══ DATA
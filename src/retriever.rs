//! Score-filtered nearest-neighbor retrieval.

use std::sync::Arc;

use tracing::debug;

use crate::document::ScoredChunk;
use crate::error::{RagError, Result};
use crate::vectorstore::VectorStore;

/// Retrieves ranked chunks for a query vector, applying score-threshold
/// filtering and top-k truncation. Read-only against the store.
pub struct Retriever {
    store: Arc<dyn VectorStore>,
}

impl Retriever {
    /// Create a retriever backed by the given vector store.
    pub fn new(store: Arc<dyn VectorStore>) -> Self {
        Self { store }
    }

    /// Retrieve up to `top_k` matches with `score >= score_threshold`,
    /// ordered by descending similarity.
    ///
    /// Filtering happens before truncation: if the store's ordering
    /// degrades, a passing candidate beyond position `top_k` must not be
    /// discarded in favor of a failing one before it. Ties keep the
    /// store's native ordering.
    ///
    /// # Errors
    ///
    /// Returns [`RagError::RetrievalUnavailable`] if the store call
    /// fails. The failure is surfaced to the orchestrator, not retried.
    pub async fn retrieve(
        &self,
        collection: &str,
        query_vector: &[f32],
        top_k: usize,
        score_threshold: f32,
    ) -> Result<Vec<ScoredChunk>> {
        let candidates =
            self.store.search(collection, query_vector, top_k).await.map_err(|e| {
                RagError::RetrievalUnavailable(format!(
                    "search failed in collection '{collection}': {e}"
                ))
            })?;

        let candidate_count = candidates.len();
        let mut matches: Vec<ScoredChunk> =
            candidates.into_iter().filter(|m| m.score >= score_threshold).collect();
        matches.truncate(top_k);

        debug!(
            collection,
            candidate_count,
            match_count = matches.len(),
            score_threshold,
            "retrieval complete"
        );
        Ok(matches)
    }
}

#[cfg(test)]
mod tests {
    use std::collections::HashMap;

    use async_trait::async_trait;

    use super::*;
    use crate::document::Chunk;

    /// A store stub returning a fixed candidate list, in the exact order
    /// it was given.
    struct FixedStore {
        results: Vec<ScoredChunk>,
        fail: bool,
    }

    #[async_trait]
    impl VectorStore for FixedStore {
        async fn create_collection(&self, _name: &str, _dimensions: usize) -> Result<()> {
            Ok(())
        }

        async fn delete_collection(&self, _name: &str) -> Result<()> {
            Ok(())
        }

        async fn upsert_document(
            &self,
            _collection: &str,
            _document_id: &str,
            _chunks: &[Chunk],
        ) -> Result<()> {
            Ok(())
        }

        async fn delete_document(&self, _collection: &str, _document_id: &str) -> Result<()> {
            Ok(())
        }

        async fn search(
            &self,
            _collection: &str,
            _embedding: &[f32],
            _top_k: usize,
        ) -> Result<Vec<ScoredChunk>> {
            if self.fail {
                return Err(RagError::VectorStore {
                    backend: "Fixed".to_string(),
                    message: "index unreachable".to_string(),
                });
            }
            // Hands back every candidate, in whatever order it was
            // seeded with, to exercise the filter-then-truncate path.
            Ok(self.results.clone())
        }
    }

    fn scored(id: &str, score: f32) -> ScoredChunk {
        ScoredChunk {
            chunk: Chunk {
                id: id.to_string(),
                text: format!("text {id}"),
                sequence_index: 0,
                document_id: "d1".to_string(),
                metadata: HashMap::new(),
                embedding: Vec::new(),
            },
            score,
        }
    }

    fn retriever(results: Vec<ScoredChunk>) -> Retriever {
        Retriever::new(Arc::new(FixedStore { results, fail: false }))
    }

    #[tokio::test]
    async fn filters_below_threshold_and_truncates_to_top_k() {
        let r = retriever(vec![
            scored("a", 0.95),
            scored("b", 0.85),
            scored("c", 0.75),
            scored("d", 0.45),
        ]);
        let matches = r.retrieve("docs", &[1.0], 4, 0.5).await.unwrap();
        assert_eq!(matches.len(), 3);
        assert!(matches.iter().all(|m| m.score >= 0.5));
    }

    #[tokio::test]
    async fn filter_happens_before_truncation() {
        // Degraded store ordering: a failing candidate sits ahead of
        // passing ones. Truncate-first would keep only one passing match.
        let r = retriever(vec![scored("a", 0.4), scored("b", 0.9), scored("c", 0.8)]);
        let matches = r.retrieve("docs", &[1.0], 2, 0.5).await.unwrap();
        assert_eq!(matches.len(), 2);
        assert_eq!(matches[0].chunk.id, "b");
        assert_eq!(matches[1].chunk.id, "c");
    }

    #[tokio::test]
    async fn all_below_threshold_yields_empty() {
        let r = retriever(vec![scored("a", 0.8), scored("b", 0.7)]);
        let matches = r.retrieve("docs", &[1.0], 5, 0.9).await.unwrap();
        assert!(matches.is_empty());
    }

    #[tokio::test]
    async fn store_failure_maps_to_retrieval_unavailable() {
        let r = Retriever::new(Arc::new(FixedStore { results: Vec::new(), fail: true }));
        let err = r.retrieve("docs", &[1.0], 5, 0.5).await.unwrap_err();
        assert!(matches!(err, RagError::RetrievalUnavailable(_)));
    }
}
════
## REQUIRED WORK
Give back the records word for word. Start at the first line, end at the line containing "the store call", and include both.

## ANSWER TO THIS PROBLEM
filename src/retriever.rs
//! Score-filtered nearest-neighbor retrieval.

use std::sync::Arc;

use tracing::debug;

use crate::document::ScoredChunk;
use crate::error::{RagError, Result};
use crate::vectorstore::VectorStore;

/// Retrieves ranked chunks for a query vector, applying score-threshold
/// filtering and top-k truncation. Read-only against the store.
pub struct Retriever {
    store: Arc<dyn VectorStore>,
}

impl Retriever {
    /// Create a retriever backed by the given vector store.
    pub fn new(store: Arc<dyn VectorStore>) -> Self {
        Self { store }
    }

    /// Retrieve up to `top_k` matches with `score >= score_threshold`,
    /// ordered by descending similarity.
    ///
    /// Filtering happens before truncation: if the store's ordering
    /// degrades, a passing candidate beyond position `top_k` must not be
    /// discarded in favor of a failing one before it. Ties keep the
    /// store's native ordering.
    ///
    /// # Errors
    ///
    /// Returns [`RagError::RetrievalUnavailable`] if the store call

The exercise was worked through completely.